Our retailer, our rules
Using the Play Store as a developer management floor is a reasonably new tactic for Google. Sure, Google has full management over the OS and may use that management to drive privateness restrictions for all apps, however if you simply wish to have an effect on some apps, pushing out a Play Store app evaluate restriction offers Google extra fine-grained management over permission utilization insurance policies. The Play Store is the one universally default (apart from China) Android app retailer, and it is the first place most folks get apps, so Play Store rules let Google construct thicker partitions round its walled backyard whereas additionally giving builders an opportunity to argue for his or her particular person use instances. If end-users do not just like the rules, they get a sideloading and alternative-app-store escape hatch, which you would not get with an OS-based permission restriction.
Besides this app package deal list restriction, the Play Store additionally flags several other APIs as “delicate,” subjecting them to a better evaluate and requiring particular person builders to justify their use. Apps utilizing the highly effective accessibility APIs, background location APIs, SMS and telephone apps, and full file entry APIs are all topic to Google’s particular person approval.

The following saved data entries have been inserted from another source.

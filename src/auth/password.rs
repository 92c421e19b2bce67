//! Argon2id password hashing. Hashes are stored as PHC strings
//! (`$argon2id$v=19$...`).

use argon2::{
    password_hash::{rand_core::OsRng, PasswordHash, PasswordHasher, PasswordVerifier, SaltString},
    Argon2,
};

use crate::error::{NotekeeperError, Result};

/// Hash a password using Argon2id. Returns a PHC-format string.
pub fn hash_password(password: &str) -> Result<String> {
    let salt = SaltString::generate(&mut OsRng);
    let hash = Argon2::default()
        .hash_password(password.as_bytes(), &salt)
        .map_err(|e| NotekeeperError::Password(e.to_string()))?;
    Ok(hash.to_string())
}

/// Verify a password against a PHC-format hash string.
pub fn verify_password(password: &str, hash: &str) -> Result<bool> {
    let parsed_hash = PasswordHash::new(hash)
        .map_err(|e| NotekeeperError::Password(format!("Invalid password hash: {}", e)))?;
    Ok(Argon2::default()
        .verify_password(password.as_bytes(), &parsed_hash)
        .is_ok())
}
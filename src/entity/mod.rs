mod note;
mod user;

pub use note::{Note, NoteView};
pub use user::{User, UserId};
use clap::Parser;
use notekeeper::cli::{handle_add_user, handle_list_notes, handle_serve, Cli, Commands};
use tracing_subscriber::EnvFilter;

fn main() {
    tracing_subscriber::fmt()
        .with_env_filter(
            EnvFilter::try_from_default_env().unwrap_or_else(|_| EnvFilter::new("notekeeper=info")),
        )
        .with_writer(std::io::stderr)
        .init();

    let cli = Cli::parse();
    let config = cli.config.as_deref();

    let result = match cli.command {
        Commands::Serve => handle_serve(config),
        Commands::AddUser { username, password } => handle_add_user(config, username, password),
        Commands::ListNotes { username, json } => handle_list_notes(config, username, json),
    };

    if let Err(e) = result {
        eprintln!("Error: {}", e);
        std::process::exit(1);
    }
}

Other present Play Store restrictions embrace a rolling minimal API-level coverage that mandates new and updating apps cannot use an API stage older than one 12 months. API ranges are the principle means Android manages backward compatibility. New restrictions and options for every model of Android usually solely apply to apps focusing on that API stage, so nothing breaks. For occasion, the permissions system solely applies to apps focusing on API stage 23 (Android 6.0) and up—older apps don’t have any permission restrictions. When used maliciously, you could possibly simply goal an historical API stage to ship an app with extra entry to the system, however the Play Store coverage to simply block any submissions on older API ranges prevents this.
Today’s restriction is a good instance: the Query_All_Packages permission was added in Android 11, so it solely applies to apps focusing on Android 11’s API stage, which is “API Level 30.” The Play Store’s restrictions, naturally, additionally solely apply to apps focusing on API stage 30 and up, which in all probability is not many apps proper now. Shortly after Android 11 is one 12 months previous, although (in November 2021), the Play Store will make API stage 30 the minimal API stage for updating apps, so the permission and the brand new restrictions will apply to each at present maintained app within the retailer.